With such a strong dominance in search, Qiushi could represent a serious threat to Google’s Android interests in the 1.33 billion people market where an estimated 896 million mobile phones were in use as of this May. This is the home to China Mobile, the leading carrier anywhere on the planet with the wireless audience of 611 million subscribers. According to IDC, smartphone-hungry Chinese have recently begun picking up Android handsets in droves. Smartphones in China accounted for 17 percent of all of the handsets shipped globally in 2010 and Android devices represented one fifth of the figure, up from less than one percent a year ago.

In other words, one in five smartphones that shipped in China in 2010 were Androids. The rise of Google came at the expense of Symbian which surrendered 10 percent of its last year’s 65 percent market share in China, following a global trend for Nokia’s dying platform. Many Android phones in China sell for less than $150 and vendors like Arima Communications are promising sub-$100 handsets this summer – without even taking into consideration really cheap Android knock-offs from white-label vendors. Then, there’s the iPhone which grew sales nearly 250 percent in Greater China last quarter. Plus, Apple is rumored to be cozying up to China Mobile for a landmark fifth-generation iPhone distribution agreement. With Android and iOS now the two most popular platforms globally, Apple – and Google in particular – could easily shake up Baidu’s search dominance as consumers increasingly run their searches on smartphones.
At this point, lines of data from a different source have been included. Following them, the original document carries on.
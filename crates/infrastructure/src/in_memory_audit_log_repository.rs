use async_trait::async_trait;
use chrono::{Duration, Utc};
use tasklane_application::{
    AuditLogEntry, AuditLogQuery, AuditLogRepository, AuditSummary, AuditWindow,
};
use tasklane_core::{AppResult, OrganizationId};
use tokio::sync::RwLock;

/// In-memory append-only audit log.
#[derive(Debug, Default)]
pub struct InMemoryAuditLogRepository {
    entries: RwLock<Vec<AuditLogEntry>>,
}

impl InMemoryAuditLogRepository {
    /// Creates an empty in-memory audit log.
    #[must_use]
    pub fn new() -> Self {
        Self::default()
    }
}

#[async_trait]
impl AuditLogRepository for InMemoryAuditLogRepository {
    async fn append_entry(&self, entry: AuditLogEntry) -> AppResult<()> {
        self.entries.write().await.push(entry);
        Ok(())
    }

    async fn list_entries(&self, query: AuditLogQuery) -> AppResult<Vec<AuditLogEntry>> {
        let entries = self.entries.read().await;
        let mut matching: Vec<&AuditLogEntry> =
            entries.iter().filter(|entry| query.matches(entry)).collect();
        matching.sort_by(|left, right| right.created_at.cmp(&left.created_at));

        Ok(matching
            .into_iter()
            .skip(query.offset)
            .take(query.limit)
            .cloned()
            .collect())
    }

    async fn summarize(
        &self,
        organization_id: Option<OrganizationId>,
        window: AuditWindow,
    ) -> AppResult<AuditSummary> {
        let entries = self.entries.read().await;

        Ok(AuditSummary::from_entries(entries.iter().filter(|entry| {
            organization_id.is_none_or(|organization_id| entry.organization_id == organization_id)
                && window.contains(entry.created_at)
        })))
    }

    async fn purge_entries_older_than(
        &self,
        organization_id: OrganizationId,
        retention_days: u16,
    ) -> AppResult<u64> {
        let cutoff = Utc::now() - Duration::days(i64::from(retention_days));
        let mut entries = self.entries.write().await;
        let before = entries.len();
        entries.retain(|entry| {
            entry.organization_id != organization_id || entry.created_at >= cutoff
        });

        Ok((before - entries.len()) as u64)
    }
}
And while Baidu was the first in China to offer WAP and PDA-based mobile search, they want to step up their game and own the mobile platform to maximize monetization of users on the go. Baidu’s search-based advertising revenue jumped by six percentage points to 70 percent in the second quarter of last year as the result of Google’s withdrawal from the market to Hong Kong, research firm Analysis International estimated in August 2010. Google may be licking its wounds, but it will eventually strike back and Baidu is gearing up for the showdown.